Exhausting dreams, toilet tissue tearing, a workout, and life-changing books…

~Sunday~  I had the most elaborate and exhausting dreams overnight—the kind I was so glad were just dreams once I woke up. I thought, “Thank goodness that wasn’t real and I can just forget all of it.”

Now that I’ve written that, I’m wondering if you can even have “exhausting dreams.” I mean can exhausting dreams make you tired even if you’ve been sleeping for eight hours having them? I don’t mean dreams that wake you up resulting in a fitful night, but I mean dreams in which you’re actually sleeping, but you’re doing so many things in the dreams that if you were doing them while you were awake, you’d be exhausted. That’s a bit of a conundrum for me.


I had my leftover hummus on some crackers at lunch time, and for dinner, I had Robert’s leftover paella—all from our dinner at Irregardless on Friday.

To the paella, I added some Italian herb turkey tenderloin for a little mixed Spanish-Italian thing going on, as Robert had eaten all of the mussels, chicken wings, and all but one piece of shrimp from the original dish.


I made myself go to the gym today, where I did only 200 ab crunches (10 sets of 20 reps) instead of the usual 300 (15 sets of 20 reps), and followed that up with 60 minutes on the elliptical machine on level three, burning off 875 calories. Who’s counting?

While doing the cardio, I listened to the October 2, 2009 podcast of This American Life:

The Book That Changed Your Life

Stories of people who believe a book changed their life. It’s a romantic notion, and one reason we believe it is because we want to believe our lives can be changed by something so simple as an idea—or a set of ideas contained in a book.

Prologue.

When Alexa was seven, she started going through her grandfather’s books. Her grandfather was a playwright and teacher, and through the books — and especially through his notes in the margins — she entered the world of 1930’s American theater. And she found a book that changed her life: writer Moss Hart’s autobiography Act One. (5 minutes)

Act One. Act One.

More of Alexa Junge and how Moss Hart’s autobiography changed her life. She followed his path, learned specific lessons, and had a vision of him that was absolutely clear—until she met his widow. (10 minutes)
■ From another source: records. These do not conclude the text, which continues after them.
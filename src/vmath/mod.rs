// SPDX-License-Identifier: Apache-2.0
// Copyright (c) 2025 Primcore Inc.

//! Affine-geometry value types backing the primitives

mod transform;
mod vector;

pub use transform::Transform;
pub use vector::{Axis, Vector, X, Y, Z};

/// Absolute tolerance under which two floating-point coordinates are
/// treated as equal. Geometry is expressed in millimeters; transforms
/// accumulate rounding through upstream composition, so exact equality
/// would spuriously reject identical placements.
pub const TOLERANCE: f64 = 1e-8;
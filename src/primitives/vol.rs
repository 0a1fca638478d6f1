// SPDX-License-Identifier: Apache-2.0
// Copyright (c) 2025 Primcore Inc.

//! VOL: volumetric-grid solid primitive

use super::{all_match, CmpRule, FieldCmp, FieldPair, Primitive};
use crate::error::{GeomError, Result};
use crate::vmath::{Transform, Vector, TOLERANCE};
use crate::wdb::{ParamMap, WdbRecord};
use serde::{Deserialize, Serialize};
use std::any::Any;
use std::fmt;

/// A volumetric sampled solid: a grid of density samples read from an
/// external voxel data file, thresholded into solid/empty cells and placed
/// in model space by an affine transform.
///
/// `file_name` is opaque here; whether the file exists or parses is the
/// concern of the database layer. `low_thresh <= high_thresh` is expected
/// but not validated.
#[derive(Debug, Clone, Serialize, Deserialize)]
pub struct Vol {
    name: String,
    pub file_name: String,
    pub x_dim: u32,
    pub y_dim: u32,
    pub z_dim: u32,
    pub low_thresh: f64,
    pub high_thresh: f64,
    pub cell_size: Vector,
    pub mat: Transform,
}

impl Vol {
    #[allow(clippy::too_many_arguments)]
    pub fn new(
        name: &str,
        file_name: &str,
        x_dim: u32,
        y_dim: u32,
        z_dim: u32,
        low_thresh: f64,
        high_thresh: f64,
        cell_size: Vector,
        mat: Transform,
    ) -> Self {
        Self {
            name: name.to_string(),
            file_name: file_name.to_string(),
            x_dim,
            y_dim,
            z_dim,
            low_thresh,
            high_thresh,
            cell_size,
            mat,
        }
    }

    /// Ingest a raw database record.
    ///
    /// The single entry point from the external-record boundary. Field
    /// lookups report [`GeomError::MissingField`]; shape problems in
    /// `cell_size`/`mat` report [`GeomError::MalformedGeometry`]. No
    /// validation happens beyond what construction itself requires.
    pub fn from_wdb(name: &str, record: &WdbRecord) -> Result<Self> {
        Ok(Self::new(
            name,
            record.text("file_name")?,
            record.uint("x_dim")?,
            record.uint("y_dim")?,
            record.uint("z_dim")?,
            record.number("low_thresh")?,
            record.number("high_thresh")?,
            record.vec3("cell_size")?,
            record.mat4("mat")?,
        ))
    }

    /// Deep copy with detached vector and transform storage.
    pub fn copy(&self) -> Self {
        Self {
            name: self.name.clone(),
            file_name: self.file_name.clone(),
            x_dim: self.x_dim,
            y_dim: self.y_dim,
            z_dim: self.z_dim,
            low_thresh: self.low_thresh,
            high_thresh: self.high_thresh,
            cell_size: self.cell_size.detach(),
            mat: self.mat.detach(),
        }
    }

    /// Every geometry-defining field with its comparison rule. File name
    /// and grid scalars are identity-bearing and compare exactly; cell size
    /// and placement are continuous and compare under tolerance.
    fn comparison_table<'a>(&'a self, other: &'a Vol) -> [FieldCmp<'a>; 8] {
        [
            FieldCmp {
                field: "file_name",
                rule: CmpRule::Exact,
                pair: FieldPair::Text(&self.file_name, &other.file_name),
            },
            FieldCmp {
                field: "x_dim",
                rule: CmpRule::Exact,
                pair: FieldPair::Dim(self.x_dim, other.x_dim),
            },
            FieldCmp {
                field: "y_dim",
                rule: CmpRule::Exact,
                pair: FieldPair::Dim(self.y_dim, other.y_dim),
            },
            FieldCmp {
                field: "z_dim",
                rule: CmpRule::Exact,
                pair: FieldPair::Dim(self.z_dim, other.z_dim),
            },
            FieldCmp {
                field: "low_thresh",
                rule: CmpRule::Exact,
                pair: FieldPair::Scalar(self.low_thresh, other.low_thresh),
            },
            FieldCmp {
                field: "high_thresh",
                rule: CmpRule::Exact,
                pair: FieldPair::Scalar(self.high_thresh, other.high_thresh),
            },
            FieldCmp {
                field: "cell_size",
                rule: CmpRule::Tolerant(TOLERANCE),
                pair: FieldPair::Vec3(&self.cell_size, &other.cell_size),
            },
            FieldCmp {
                field: "mat",
                rule: CmpRule::Tolerant(TOLERANCE),
                pair: FieldPair::Mat4(&self.mat, &other.mat),
            },
        ]
    }
}

impl Primitive for Vol {
    fn name(&self) -> &str {
        &self.name
    }

    fn kind(&self) -> &'static str {
        "vol"
    }

    fn export_params(&self) -> ParamMap {
        let mut params = ParamMap::new();
        params.insert("x_dim", self.x_dim);
        params.insert("y_dim", self.y_dim);
        params.insert("z_dim", self.z_dim);
        params.insert("low_thresh", self.low_thresh);
        params.insert("high_thresh", self.high_thresh);
        params.insert("cell_size", &self.cell_size);
        params.insert("mat", &self.mat);
        params
    }

    fn clone_prim(&self) -> Box<dyn Primitive> {
        Box::new(self.copy())
    }

    fn has_same_data(&self, other: &dyn Primitive) -> Result<bool> {
        let other = other.as_any().downcast_ref::<Vol>().ok_or_else(|| {
            GeomError::TypeMismatch(format!(
                "cannot compare vol `{}` with {} `{}`",
                self.name,
                other.kind(),
                other.name()
            ))
        })?;
        Ok(all_match(&self.comparison_table(other)))
    }

    fn as_any(&self) -> &dyn Any {
        self
    }
}

impl fmt::Display for Vol {
    fn fmt(&self, f: &mut fmt::Formatter<'_>) -> fmt::Result {
        write!(
            f,
            "VOL({}, file_name={}, x_dim={}, y_dim={}, z_dim={}, low_thresh={}, high_thresh={}, cell_size={}, mat={:?})",
            self.name,
            self.file_name,
            self.x_dim,
            self.y_dim,
            self.z_dim,
            self.low_thresh,
            self.high_thresh,
            self.cell_size,
            self.mat.to_rows(),
        )
    }
}
// SPDX-License-Identifier: Apache-2.0
// Copyright (c) 2025 Primcore Inc.

//! Geometric-equivalence properties of the VOL primitive

use anyhow::Result;
use approx::assert_abs_diff_eq;
use primcore::{
    GeomError, ParamMap, ParamValue, Primitive, Transform, Vector, Vol, WdbRecord, TOLERANCE, X,
};
use std::any::Any;

fn density_record() -> WdbRecord {
    WdbRecord::new()
        .with("file_name", "density.raw")
        .with("x_dim", 64.0)
        .with("y_dim", 64.0)
        .with("z_dim", 64.0)
        .with("low_thresh", 0.0)
        .with("high_thresh", 1.0)
        .with("cell_size", &Vector::from_owned([1.0, 1.0, 1.0]))
        .with("mat", &Transform::unit())
}

#[test]
fn test_reflexivity() -> Result<()> {
    let vol = Vol::from_wdb("vol.s", &density_record())?;
    assert!(vol.has_same_data(&vol)?);
    Ok(())
}

#[test]
fn test_identity_factory_example() -> Result<()> {
    let record = density_record();
    let a = Vol::from_wdb("vol.s", &record)?;
    let b = Vol::from_wdb("vol.s", &record)?;

    assert_eq!(a.name(), "vol.s");
    assert!(a.has_same_data(&b)?);
    assert!(b.has_same_data(&a)?);
    Ok(())
}

#[test]
fn test_tolerance_boundary_on_placement() -> Result<()> {
    let vol = Vol::from_wdb("vol.s", &density_record())?;

    let mut nudged = vol.copy();
    nudged.mat.set_entry(0, 3, TOLERANCE / 2.0);
    assert!(vol.has_same_data(&nudged)?);

    let mut shifted = vol.copy();
    shifted.mat.set_entry(0, 3, TOLERANCE * 2.0);
    assert!(!vol.has_same_data(&shifted)?);
    Ok(())
}

#[test]
fn test_exact_field_strictness() -> Result<()> {
    let vol = Vol::from_wdb("vol.s", &density_record())?;
    let mut wider = vol.copy();
    wider.x_dim += 1;
    assert!(!vol.has_same_data(&wider)?);
    Ok(())
}

#[test]
fn test_copy_independence() -> Result<()> {
    let vol = Vol::from_wdb("vol.s", &density_record())?;
    let mut copied = vol.copy();

    copied.cell_size.set(X, 99.0);
    assert_eq!(copied.cell_size.x(), 99.0);
    assert_abs_diff_eq!(vol.cell_size.x(), 1.0);
    assert!(!vol.has_same_data(&copied)?);
    Ok(())
}

#[test]
fn test_record_export_round_trip() -> Result<()> {
    let record = density_record();
    let vol = Vol::from_wdb("vol.s", &record)?;

    let mut params = ParamMap::new();
    params.merge(vol.export_params());

    for key in ["x_dim", "y_dim", "z_dim"] {
        assert_eq!(params.get(key), Some(&ParamValue::Number(64.0)), "{key}");
    }
    assert_eq!(params.get("low_thresh"), Some(&ParamValue::Number(0.0)));
    assert_eq!(params.get("high_thresh"), Some(&ParamValue::Number(1.0)));

    let exported_cell = match params.get("cell_size") {
        Some(ParamValue::Vec3(components)) => Vector::try_from_slice(components)?,
        other => panic!("cell_size exported as {other:?}"),
    };
    assert!(exported_cell.is_same(&record.vec3("cell_size")?));

    let exported_mat = match params.get("mat") {
        Some(ParamValue::Mat4(rows)) => Transform::try_from_rows(rows)?,
        other => panic!("mat exported as {other:?}"),
    };
    assert!(exported_mat.is_same(&record.mat4("mat")?));
    Ok(())
}

#[test]
fn test_merge_preserves_caller_keys() -> Result<()> {
    let vol = Vol::from_wdb("vol.s", &density_record())?;

    let mut params = ParamMap::new();
    params.insert("region", "r.1");
    params.merge(vol.export_params());

    assert_eq!(params.get("region"), Some(&ParamValue::Text("r.1".into())));
    assert_eq!(params.len(), 8);
    Ok(())
}

#[test]
fn test_exported_params_serialize_to_json() -> Result<()> {
    let vol = Vol::from_wdb("vol.s", &density_record())?;
    let json = serde_json::to_value(vol.export_params())?;

    assert_eq!(json["x_dim"], 64.0);
    assert_eq!(json["cell_size"], serde_json::json!([1.0, 1.0, 1.0]));
    assert_eq!(json["mat"][0][0], 1.0);
    Ok(())
}

#[test]
fn test_missing_record_field() {
    // A truncated record without high_thresh.
    let record = WdbRecord::new()
        .with("file_name", "density.raw")
        .with("x_dim", 64.0)
        .with("y_dim", 64.0)
        .with("z_dim", 64.0)
        .with("low_thresh", 0.0)
        .with("cell_size", &Vector::from_owned([1.0, 1.0, 1.0]))
        .with("mat", &Transform::unit());

    match Vol::from_wdb("vol.s", &record) {
        Err(GeomError::MissingField(field)) => assert_eq!(field, "high_thresh"),
        other => panic!("expected MissingField, got {other:?}"),
    }
}

#[test]
fn test_malformed_cell_size() {
    let record = density_record().with("cell_size", ParamValue::Vec3(vec![1.0, 1.0]));
    assert!(matches!(
        Vol::from_wdb("vol.s", &record),
        Err(GeomError::MalformedGeometry(_))
    ));
}

/// A stand-in for some other primitive kind, to exercise the cross-kind
/// comparison path.
struct Flatland {
    name: String,
}

impl Primitive for Flatland {
    fn name(&self) -> &str {
        &self.name
    }

    fn kind(&self) -> &'static str {
        "flatland"
    }

    fn export_params(&self) -> ParamMap {
        ParamMap::new()
    }

    fn clone_prim(&self) -> Box<dyn Primitive> {
        Box::new(Flatland {
            name: self.name.clone(),
        })
    }

    fn has_same_data(&self, _other: &dyn Primitive) -> primcore::Result<bool> {
        Ok(false)
    }

    fn as_any(&self) -> &dyn Any {
        self
    }
}

#[test]
fn test_cross_kind_comparison_is_type_mismatch() -> Result<()> {
    let vol = Vol::from_wdb("vol.s", &density_record())?;
    let other = Flatland {
        name: "flat.s".to_string(),
    };

    match vol.has_same_data(&other) {
        Err(GeomError::TypeMismatch(message)) => {
            assert!(message.contains("flatland"));
            Ok(())
        }
        unexpected => panic!("expected TypeMismatch, got {unexpected:?}"),
    }
}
Act Two. The Family That Reads Together.

The story of a book that changed a family’s life, but only temporarily and not for the better. David Sedaris describes what happens when he finds a dirty book in the woods and shares it with his sisters. This story is published in Sedaris’ book Naked. (9 minutes)
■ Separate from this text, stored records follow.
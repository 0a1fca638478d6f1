// SPDX-License-Identifier: Apache-2.0
// Copyright (c) 2025 Primcore Inc.

//! Primcore solid-primitive data model
//!
//! In-memory CAD solid primitives that are built from raw database
//! records, compared for semantic equality under floating-point tolerance,
//! and exported as flat attribute mappings for persistence. Database file
//! I/O and the native CAD-engine binding live outside this crate; they
//! talk to it through [`WdbRecord`] ingestion and [`ParamMap`] export.
//!
//! ```
//! use primcore::{ParamMap, Primitive, Transform, Vector, Vol, WdbRecord};
//!
//! # fn main() -> primcore::Result<()> {
//! let record = WdbRecord::new()
//!     .with("file_name", "density.raw")
//!     .with("x_dim", 64.0)
//!     .with("y_dim", 64.0)
//!     .with("z_dim", 64.0)
//!     .with("low_thresh", 0.0)
//!     .with("high_thresh", 1.0)
//!     .with("cell_size", &Vector::from_owned([1.0, 1.0, 1.0]))
//!     .with("mat", &Transform::unit());
//!
//! let vol = Vol::from_wdb("vol.s", &record)?;
//! assert_eq!(vol.name(), "vol.s");
//!
//! let mut params = ParamMap::new();
//! params.merge(vol.export_params());
//! assert!(params.contains_key("cell_size"));
//! # Ok(())
//! # }
//! ```

pub mod error;
pub mod primitives;
pub mod vmath;
pub mod wdb;

pub use error::{GeomError, Result};
pub use primitives::{CmpRule, FieldCmp, FieldPair, Primitive, Vol};
pub use vmath::{Axis, Transform, Vector, TOLERANCE, X, Y, Z};
pub use wdb::{ParamMap, ParamValue, WdbRecord};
Act Three. Roger and Me, Lewis and Clark.

Reporter Jeremy Goldstein tells the story of a man who had many books change his life, even though he’d never read them. (14 minutes) Available: The Journals of Lewis and Clark, containing excerpts from the explorers’ journals.

Act Four. Little Sod Houses for You and Me.

Writer Meghan Daum goes to DeSmet, South Dakota, where Laura Ingalls Wilder lived and where many of the books she wrote in the Little House on the Prairie series are set. It turns out to be remarkably similar to what Meghan had pictured before she went: The people seem like they are genuinely trying to hold on to the values Laura Ingalls Wilder writes about in her books. (15 minutes) Two of the Little House books set in DeSmet are By the Shores of Silver Lake, and Little Town on the Prairie.

Song: “Prairie Lullaby,” Jimmie Rodgers

Off hand, I can’t recall reading a book that changed my life. I do recall, however, the first book that made me think of something I had never even considered possible before, and that was Dostoevsky’s Crime and Punishment. It had never occurred to me that it could be possible to suffer more for a crime you committed by not being punished for it than you would by being punished for it.

And ever since that read, I am always struck when something like that happens again, as it did a few weeks ago when I was introduced to the notion that there are spoken sentences that can’t be written. Love it when that happens.


I checked off a few items from my never-ending to-do list tonight:

  • Devised this blog entry.
  • Filled out a form to send to my doctor to fax to Medco to reduce the cost of my hypertension medication by 33% annually. That, alone, should lower my blood pressure.
  • Wrote out a thank-you card.
  • Spent about an hour on a work item—completing overdue minutes from a meeting that was held on Monday, October 19th.
  • Sent in an overdue STC Judging Identification form.
  • Responded to the “Toilet Tissue Survey,” answering gross questions like, “How well did the paper do in terms of tearing through when wiping?” I mean, that’s getting just a little too personal, although I suppose it’s important in the domain of toilet paper quality.
  • Spurred on by yet another “book due soon” notice, read some more of Big Machine.